Winter Wedding for the Prince

By: Barbara Wallace



At least he’d agreed to change the subject. Hopefully telling him she was working on herself satisfied enough of his curiosity. After all, it wasn’t as though she was lying. She was rediscovering herself. Learning, little by little, that there was a capable woman inside her chubby shell. As her therapist one reminded, her value went beyond being her husband’s verbal whipping post. And, while she was still a work in progress, she had begun to like herself again.

There were days, of course, when Fredo’s insults haunted her, but his voice, once so prominent in her ear, was growing softer. If she learned anything from Christina’s death, it was that life was too short to settle for anything, or anyone. She’d stupidly let herself believe she had no choice when Fredo proposed. Never again. She realized now that she deserved nothing less than unconditional love. Next time, if there was a next time, she wouldn’t settle for anything less. There would be no settling the next time around. She wanted someone who loved her body and soul. Who made her heart flutter whenever she heard his voice, and whose heart fluttered in return.

She wanted what Armando had with Christina.

What he would eventually have with his bride-to-be. Sure, Armando’s marriage might begin for political reasons, but time had a way of warming a person’s heart, especially if the person deserved to be loved. Rosa had done some internet searching last night, and discovered Mona El Halwani was a caramel-skinned beauty whose statuesque body weighed at least forty pounds less than Rosa’s. She was exquisite. A walking, talking advertisement for perfection.
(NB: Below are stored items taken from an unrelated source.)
use axum_extra::extract::cookie::Key;
use axum_test::TestServer;
use badmap::{AppState, Config, DbPool, SeedProfile, Seeder, routes};
use serde_json::json;

mod mock_db;
mod mock_redis;

use mock_db::{DATABASE_PROVIDER, DatabaseGuard};
use mock_redis::{RedisUrlGuard, RedisUrlLock};

#[allow(dead_code)]
pub struct TestEnv {
	pub app:         TestServer,
	pub pool:        DbPool,
	pub db_guard:    DatabaseGuard,
	pub redis_guard: RedisUrlGuard,
}

impl TestEnv {
	/// Get a test environment with mocked resources for running tests
	///
	/// # Panics
	/// Panics if building a test server fails
	pub async fn new() -> Self {
		let config = Config::from_env();

		let test_pool_guard = (*DATABASE_PROVIDER).acquire().await;
		let test_pool = test_pool_guard.create_pool();

		{
			let mut conn = test_pool.get().await.unwrap();

			Seeder::new(&mut conn)
				.populate("seed/profiles.json", async |conn, profiles| {
					for profile in profiles {
						SeedProfile::insert(profile, conn).await?;
					}

					Ok(())
				})
				.await;
		}

		let redis_url_guard = RedisUrlLock::get();
		let redis_connection = redis_url_guard.connect().await;

		let cookie_jar_key = Key::from(&[0u8; 64]);

		let state = AppState {
			config,
			database_pool: test_pool.clone(),
			redis_connection,
			cookie_jar_key,
		};
		let app = routes::get_app_router(state);

		let test_server =
			TestServer::builder().save_cookies().build(app).unwrap();

		TestEnv {
			app:         test_server,
			pool:        test_pool,
			db_guard:    test_pool_guard,
			redis_guard: redis_url_guard,
		}
	}

	/// Log in as the given seeded profile, replacing any previous session
	/// cookie
	pub async fn login_as(&self, username: &str, password: &str) {
		let response = self
			.app
			.post("/auth/login")
			.json(&json!({ "username": username, "password": password }))
			.await;

		response.assert_status_ok();
	}

	#[allow(dead_code)]
	pub async fn login_user(&self) {
		self.login_as("test-user", "test-user-password").await;
	}

	#[allow(dead_code)]
	pub async fn login_provider(&self) {
		self.login_as("test-provider", "test-provider-password").await;
	}

	#[allow(dead_code)]
	pub async fn login_admin(&self) {
		self.login_as("test-admin", "test-admin-password").await;
	}

	/// Create a facility as the seeded provider and return its id
	///
	/// Leaves the provider session active
	#[allow(dead_code)]
	pub async fn create_facility(
		&self,
		name: &str,
		city: &str,
		base_price: i32,
	) -> i32 {
		self.login_provider().await;

		let response = self
			.app
			.post("/facilities")
			.json(&json!({
				"name": name,
				"street": "Badstraat",
				"number": "1",
				"zip": "9000",
				"city": city,
				"latitude": 51.05,
				"longitude": 3.72,
				"basePrice": base_price,
				"amenities": ["shower"],
			}))
			.await;

		response.assert_status_ok();

		response.json::<serde_json::Value>()["id"].as_i64().unwrap() as i32
	}

	/// Approve a facility as the seeded admin
	///
	/// Leaves the admin session active
	#[allow(dead_code)]
	pub async fn approve_facility(&self, f_id: i32) {
		self.login_admin().await;

		self.app
			.post(&format!("/facilities/{f_id}/approve"))
			.await
			.assert_status_ok();
	}

	/// Add a room to a facility as the seeded provider and return its id
	///
	/// Leaves the provider session active
	#[allow(dead_code)]
	pub async fn add_room(&self, f_id: i32, label: &str, price: i32) -> i32 {
		self.login_provider().await;

		let response = self
			.app
			.post(&format!("/facilities/{f_id}/rooms/all"))
			.json(&json!({
				"label": label,
				"category": "single",
				"price": price,
				"amenities": [],
			}))
			.await;

		response.assert_status_ok();

		response.json::<serde_json::Value>()["id"].as_i64().unwrap() as i32
	}

	/// Get the signed check-in code payload of a facility as the seeded
	/// provider
	///
	/// Leaves the provider session active
	#[allow(dead_code)]
	pub async fn facility_code(&self, f_id: i32) -> String {
		self.login_provider().await;

		let response =
			self.app.get(&format!("/facilities/{f_id}/code")).await;

		response.assert_status_ok();

		response.json::<serde_json::Value>()["payload"]
			.as_str()
			.unwrap()
			.to_string()
	}
}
How could Armando’s heart not warm to perfection?

They left the city behind. The landscape around them began to change revealing more and more of Corinthia’s old-world. Stone farmhouses lined the streets, their window boxes stuffed with fresh greens.

Seeing the candles in the windows, Rosa couldn’t help but think of what Armando had said about being responsible for every light in every window. Such a heavy weight to grow up bearing—the future of your country on your shoulders. She suddenly wanted to pull over, wrap him in a hug and let him know he didn’t have to bear the burden alone.

As if those words coming from her would mean anything. Providing solace was his future wife’s job. Not hers. She might as well get used to the new hierarchy right now and just do her job.

* * *

An hour later, they arrived at the Cerulean Towers, the luxury high-rise that housed Yelgiers’s development concern. It was as unheralded an arrival as King Omar’s, with only the doorman to greet them.

The sultan was waiting for them in his penthouse suite. Tall and exceptionally handsome, he greeted Armando with the very type of embrace Rosa had considered earlier. “I have been awaiting this moment since yesterday’s phone conversation,” he said, clapping Armando on the back. “That our families will be forever joined warms my heart.”

Rosa stifled a giggle as she watched Armando, clearly caught off guard by the effusiveness, awkwardly pat the man in return. His cheeks were crimson. “You honor me, Omar.”

“On the contrary, it is you who honor my family by taking Mona as your bride. Your union   marks the beginning of a long and fruitful alliance between our countries.”

“Your enthusiasm humbles me,” Armando replied as he disentangled himself. “My father sends his regards, by the way, and his welcome.”

“Please send my regards in return. Tell him I look forward to the day he and I toast the birth of our grandson.”

Rosa choked on the cough rising in her throat. All the effusiveness was making her insides cringe.

Armando arched his brow at the sound. “You remember my assistant, Rosa Lamberti,” he said, motioning to her.

She started to bow only to have her hands swept up in the sultan’s large bronze grasp. Apparently, his enthusiasm didn’t only apply to Armando. “Of course. A man would never forget a beautiful woman. Especially one whose face makes the flowers weep.” As the sultan pressed a kiss to her knuckles, Rosa heard Armando give a cough of his own. She waited until King Omar turned and flashed him a smirk.

He led them inside and to the penthouse dining room. The table, Rosa noticed, had been set with a combination of Yelgierian and Corinthian colors, including a large centerpiece of greens, jasmine and dianthus, the official Yelgierian and Corinthian flowers. Meant to be a tribute to their merging families, the red and gold looked unexpectedly festive as well. There was wine chilling and a trio of uniformed waiters standing at the ready next to the sideboard.

“A working lunch,” King Omar explained. “I thought it would be more efficient.”